Saturday 11 July 2015

Averting a security disaster – hard drive recovery



Issues of ethics and professional standards aside, your business has a vested interest in keeping data safe to avoid the costs associated with losing data. In the UK for instance, firms can be fined up to £500,000 for losing customers’ personal data and be ‘named and shamed’, creating massive reputational problems that further dent the company bank balance.

Your business should already have a backup plan in place that protects data against loss, and provides a way to recover information quickly in the event of a disaster. But what happens if your main system fails and the backup is found to be corrupt?

Laptop drive recovery – usually relatively easy

For a company laptop, data recovery should not be too big an issue. For starters most data should already be stored on the company servers, meaning that minimal file recovery is required (assuming your laptop user is adhering to corporate policy!). In most cases you should be able to get data back from a failed hard disk using a standard drive recovery tool like Kroll Ontrack EasyRecovery Professional.

Modern RAID arrays – a completely different beast

RAID arrays, common in just about every modern server or storage device, are famously difficult to recover in the event of a catastrophic disk failure. The way that data is written across multiple disks in an array is ingenious, improving I/O speeds and reducing the risk of loss – but it’s also the biggest problem where the number of failed drives exceed the array’s tolerance. Or when the array is accidentally re-initialized by a well-meaning but inexperienced engineer.

Received wisdom has it that where failures breach those tolerances, data is irretrievably lost – and for non-experts, that is certainly true. However in the (highly likely) event that you don’t have a low level drive specialist on the team, the best practice is to call hard drive recovery specialists to avoid any data loss.

Let’s get physical

Drive recovery is a serious business, requiring clean rooms, block sector disk copying technology, patience and a whole lot of skill. You only get one shot at RAID array recovery, and a mistake really could render data unrecoverable.

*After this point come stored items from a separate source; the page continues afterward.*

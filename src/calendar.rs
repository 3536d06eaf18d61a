// File: ./src/calendar.rs
//! Calendar navigation, view-mode and range-selection engine.
//!
//! The engine owns one [`CalendarState`] and is the only thing allowed to
//! mutate it. Every applied transition is followed by a
//! [`CalendarEvent::ModelChanged`] notification; hosts react by calling
//! [`CalendarEngine::build_grid`] and redrawing. Out-of-range navigation and
//! paging are silent no-ops that report `false`.
use crate::clock::Clock;
use crate::config::CalendarConfig;
use crate::events::{EventBus, SubscriptionId};
use crate::locale::LocaleProvider;
use crate::model::grid::{self, CellValue, GridModel, YEARS_PER_PAGE};
use crate::model::header::{self, HeaderAction, HeaderInput, HeaderModel};
use crate::model::selection::PickOutcome;
use crate::model::{DisplayMode, Selection, ViewMode};
use anyhow::{Result, anyhow};
use chrono::{Datelike, Months, NaiveDate};

#[derive(Debug, Clone, Copy, PartialEq, Eq)]
pub enum CalendarEvent {
    DaySelected(NaiveDate),
    /// Always (earlier, later).
    RangeSelected(NaiveDate, NaiveDate),
    /// State changed; the grid for the given view mode must be rebuilt.
    ModelChanged(ViewMode),
}

#[derive(Debug, Clone, PartialEq, Eq)]
pub struct CalendarState {
    current_date: NaiveDate,
    /// Day-of-month navigation started from; survives trips through short months.
    anchor_day: u32,
    view_mode: ViewMode,
    min_date: NaiveDate,
    max_date: NaiveDate,
    selection: Selection,
    year_page: u32,
    display_mode: DisplayMode,
}

impl CalendarState {
    pub fn current_date(&self) -> NaiveDate {
        self.current_date
    }

    pub fn view_mode(&self) -> ViewMode {
        self.view_mode
    }

    pub fn min_date(&self) -> NaiveDate {
        self.min_date
    }

    pub fn max_date(&self) -> NaiveDate {
        self.max_date
    }

    pub fn selection(&self) -> &Selection {
        &self.selection
    }

    pub fn year_page(&self) -> u32 {
        self.year_page
    }

    pub fn display_mode(&self) -> DisplayMode {
        self.display_mode
    }

    fn contains(&self, date: NaiveDate) -> bool {
        self.min_date <= date && date <= self.max_date
    }

    fn clamp(&self, date: NaiveDate) -> NaiveDate {
        date.clamp(self.min_date, self.max_date)
    }
}

#[derive(Debug)]
pub struct CalendarEngine {
    state: CalendarState,
    locale: Box<dyn LocaleProvider>,
    clock: Box<dyn Clock>,
    events: EventBus<CalendarEvent>,
}

fn days_in_month(date: NaiveDate) -> u32 {
    let Some(first) = date.with_day(1) else {
        return 28;
    };
    first
        .checked_add_months(Months::new(1))
        .and_then(|next| next.pred_opt())
        .map(|last| last.day())
        .unwrap_or(28)
}

fn initial_year_page(today: NaiveDate, min_date: NaiveDate, max_date: NaiveDate) -> u32 {
    let page = ((today.year() - min_date.year()).max(0) / YEARS_PER_PAGE) as u32;
    page.min(grid::max_year_page(min_date, max_date))
}

impl CalendarEngine {
    /// Creates an engine showing today's month in the days view.
    ///
    /// Today is clamped into the configured bounds so navigation always starts
    /// from a reachable date.
    pub fn new(
        config: &CalendarConfig,
        locale: Box<dyn LocaleProvider>,
        clock: Box<dyn Clock>,
    ) -> Result<Self> {
        config.validate()?;
        let today = clock.today();
        let current = today.clamp(config.min_date, config.max_date);

        Ok(Self {
            state: CalendarState {
                current_date: current,
                anchor_day: current.day(),
                view_mode: ViewMode::Days,
                min_date: config.min_date,
                max_date: config.max_date,
                selection: Selection::new(),
                year_page: initial_year_page(today, config.min_date, config.max_date),
                display_mode: config.display_mode,
            },
            locale,
            clock,
            events: EventBus::new(),
        })
    }

    pub fn state(&self) -> &CalendarState {
        &self.state
    }

    pub fn current_date(&self) -> NaiveDate {
        self.state.current_date
    }

    pub fn view_mode(&self) -> ViewMode {
        self.state.view_mode
    }

    pub fn selection(&self) -> &Selection {
        &self.state.selection
    }

    pub fn year_page(&self) -> u32 {
        self.state.year_page
    }

    pub fn max_year_page(&self) -> u32 {
        grid::max_year_page(self.state.min_date, self.state.max_date)
    }

    pub fn today(&self) -> NaiveDate {
        self.clock.today()
    }

    pub fn locale(&self) -> &dyn LocaleProvider {
        self.locale.as_ref()
    }

    // --- Subscriptions ---

    pub fn subscribe<F>(&mut self, listener: F) -> SubscriptionId
    where
        F: FnMut(&CalendarEvent) + 'static,
    {
        self.events.subscribe(listener)
    }

    pub fn unsubscribe(&mut self, id: SubscriptionId) -> bool {
        self.events.unsubscribe(id)
    }

    /// Releases every subscription. The engine stays usable but silent.
    pub fn dispose(&mut self) -> usize {
        self.events.clear()
    }

    fn notify(&mut self) {
        let mode = self.state.view_mode;
        self.events.emit(&CalendarEvent::ModelChanged(mode));
    }

    // --- Navigation ---

    /// Candidate date `months + 12 * years` away, keeping the anchored day
    /// where the target month is long enough.
    fn candidate(&self, months: i32, years: i32) -> Option<NaiveDate> {
        let total = years.checked_mul(12)?.checked_add(months)?;
        let first = self.state.current_date.with_day(1)?;
        let shifted = if total >= 0 {
            first.checked_add_months(Months::new(total as u32))?
        } else {
            first.checked_sub_months(Months::new(total.unsigned_abs()))?
        };
        shifted.with_day(self.state.anchor_day.min(days_in_month(shifted)))
    }

    fn reachable(&self, months: i32, years: i32) -> Option<NaiveDate> {
        self.candidate(months, years)
            .filter(|date| self.state.contains(*date))
    }

    /// Moves the anchor date; a candidate outside `[min_date, max_date]` is ignored.
    pub fn navigate(&mut self, months: i32, years: i32) -> bool {
        let Some(target) = self.reachable(months, years) else {
            log::trace!(
                "Navigation by {}m/{}y from {} is out of bounds",
                months,
                years,
                self.state.current_date
            );
            return false;
        };
        if target == self.state.current_date {
            return false;
        }
        log::debug!("Navigating {} -> {}", self.state.current_date, target);
        self.state.current_date = target;
        self.notify();
        true
    }

    /// Days is reachable from anywhere; Months and Years only from Days.
    pub fn enter_view_mode(&mut self, mode: ViewMode) -> bool {
        let from = self.state.view_mode;
        if from == mode {
            return false;
        }
        if !from.can_enter(mode) {
            log::trace!("Refusing view mode transition {} -> {}", from, mode);
            return false;
        }
        if mode == ViewMode::Years && self.state.display_mode.year_is_fixed() {
            log::trace!("Year picker is disabled in {} display mode", self.state.display_mode);
            return false;
        }
        log::debug!("View mode {} -> {}", from, mode);
        self.state.view_mode = mode;
        self.notify();
        true
    }

    pub fn pick_month(&mut self, month: u32) -> bool {
        let Some(date) = NaiveDate::from_ymd_opt(self.state.current_date.year(), month, 1) else {
            log::warn!("Ignoring invalid month {}", month);
            return false;
        };
        let date = self.state.clamp(date);
        log::debug!("Picked month {} -> {}", month, date);
        self.state.current_date = date;
        self.state.anchor_day = date.day();
        self.state.view_mode = ViewMode::Days;
        self.notify();
        true
    }

    pub fn pick_year(&mut self, year: i32) -> bool {
        if year < self.state.min_date.year() || year > self.state.max_date.year() {
            log::warn!("Ignoring year {} outside the calendar bounds", year);
            return false;
        }
        let Some(date) = NaiveDate::from_ymd_opt(year, self.state.current_date.month(), 1) else {
            log::warn!("Ignoring invalid year {}", year);
            return false;
        };
        let date = self.state.clamp(date);
        log::debug!("Picked year {} -> {}", year, date);
        self.state.current_date = date;
        self.state.anchor_day = date.day();
        self.state.view_mode = ViewMode::Days;
        self.notify();
        true
    }

    /// Updates the selection window and emits the selection events.
    ///
    /// When the pick completes a range, `RangeSelected` is emitted before
    /// `DaySelected`.
    pub fn pick_day(&mut self, date: NaiveDate) -> PickOutcome {
        let outcome = self.state.selection.pick(date);
        log::debug!("Picked day {}: {:?}", date, outcome);
        if let PickOutcome::Range(start, end) = outcome {
            self.events.emit(&CalendarEvent::RangeSelected(start, end));
        }
        self.events.emit(&CalendarEvent::DaySelected(date));
        self.notify();
        outcome
    }

    /// Moves the year window by `delta` pages; a target page out of range is ignored.
    pub fn page_years(&mut self, delta: i32) -> bool {
        let target = i64::from(self.state.year_page) + i64::from(delta);
        if delta == 0 || target < 0 || target > i64::from(self.max_year_page()) {
            log::trace!("Year page {} + {} is out of range", self.state.year_page, delta);
            return false;
        }
        self.state.year_page = target as u32;
        log::debug!("Year page -> {}", self.state.year_page);
        self.notify();
        true
    }

    pub fn clear_selection(&mut self) -> bool {
        if self.state.selection.is_empty() {
            return false;
        }
        self.state.selection.clear();
        self.notify();
        true
    }

    // --- Models ---

    /// Fresh grid for the active view mode.
    pub fn build_grid(&self) -> GridModel {
        let today = self.clock.today();
        match self.state.view_mode {
            ViewMode::Days => grid::days_grid(
                self.state.current_date,
                today,
                &self.state.selection,
                self.locale.as_ref(),
            ),
            ViewMode::Months => {
                grid::months_grid(self.state.current_date, today, self.locale.as_ref())
            }
            ViewMode::Years => grid::years_grid(
                self.state.year_page,
                self.state.min_date,
                self.state.max_date,
                today,
            ),
        }
    }

    pub fn header(&self) -> HeaderModel {
        let fixed_year = self.state.display_mode.year_is_fixed();
        let current_year = self.state.current_date.year();
        let month_step = |months: i32| {
            self.reachable(months, 0)
                .filter(|d| !fixed_year || d.year() == current_year)
        };
        let input = HeaderInput {
            display_mode: self.state.display_mode,
            view_mode: self.state.view_mode,
            current: self.state.current_date,
            previous_month: month_step(-1),
            next_month: month_step(1),
            previous_year: self.reachable(0, -1),
            next_year: self.reachable(0, 1),
        };
        header::build_header(input, self.locale.as_ref())
    }

    /// Routes a header tap; disabled actions are no-ops.
    pub fn handle_header(&mut self, action: HeaderAction) -> bool {
        if !self.header().is_enabled(action) {
            log::trace!("Header action {:?} is disabled", action);
            return false;
        }
        match action {
            HeaderAction::PreviousMonth => self.navigate(-1, 0),
            HeaderAction::NextMonth => self.navigate(1, 0),
            HeaderAction::PreviousYear => self.navigate(0, -1),
            HeaderAction::NextYear => self.navigate(0, 1),
            HeaderAction::MonthLabel | HeaderAction::MonthYearLabel => {
                self.enter_view_mode(ViewMode::Months)
            }
            HeaderAction::YearLabel => self.enter_view_mode(ViewMode::Years),
        }
    }

    /// Routes a tapped grid cell to the matching transition.
    pub fn activate(&mut self, value: &CellValue) -> bool {
        match *value {
            CellValue::Day(date) => {
                self.pick_day(date);
                true
            }
            CellValue::Month(month) => self.pick_month(month),
            CellValue::Year(year) => self.pick_year(year),
            CellValue::PageBack => self.page_years(-1),
            CellValue::PageForward => self.page_years(1),
            CellValue::Blank | CellValue::Weekday(_) => false,
        }
    }

    // --- Reconfiguration ---

    pub fn set_locale(&mut self, locale: Box<dyn LocaleProvider>) {
        self.locale = locale;
        self.notify();
    }

    pub fn set_display_mode(&mut self, mode: DisplayMode) {
        if self.state.display_mode == mode {
            return;
        }
        self.state.display_mode = mode;
        if mode.year_is_fixed() && self.state.view_mode == ViewMode::Years {
            self.state.view_mode = ViewMode::Days;
        }
        self.notify();
    }

    /// Replaces the navigation bounds. The current date is clamped into the new
    /// range and the year page is pulled back with it.
    pub fn set_bounds(&mut self, min_date: NaiveDate, max_date: NaiveDate) -> Result<()> {
        if min_date > max_date {
            return Err(anyhow!(
                "Invalid calendar bounds: min_date {} is after max_date {}",
                min_date,
                max_date
            ));
        }
        self.state.min_date = min_date;
        self.state.max_date = max_date;
        let clamped = self.state.clamp(self.state.current_date);
        if clamped != self.state.current_date {
            log::debug!("Clamping {} into new bounds -> {}", self.state.current_date, clamped);
            self.state.current_date = clamped;
            self.state.anchor_day = clamped.day();
        }
        self.state.year_page = self.state.year_page.min(self.max_year_page());
        self.notify();
        Ok(())
    }
}

impl Drop for CalendarEngine {
    fn drop(&mut self) {
        self.events.clear();
    }
}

Among the steps required to get data back is the physical dismantling of drives to access platters, copy sectors from the original platters to new drives followed by the process of painstakingly piecing data back together until you have a working set of duplicate disks that can be re-inserted into the server/storage array for rebuilding.

Time vs panic

Obviously data loss and hard drive failure are a recurrent nightmare for the CTO, and on the day an array does fail, panic is a perfectly natural response. However RAID recovery services provide a ‘get out of jail free’ card – even if the process takes a day or two. Far better to face the wrath of users upset about temporary problems accessing data, than the board for losing data permanently.


So aside from ensuring you are taking regular, accurate backups and checking that they can be restored, you may want to seek out a RAID recovery specialist before you actually need to call upon their services.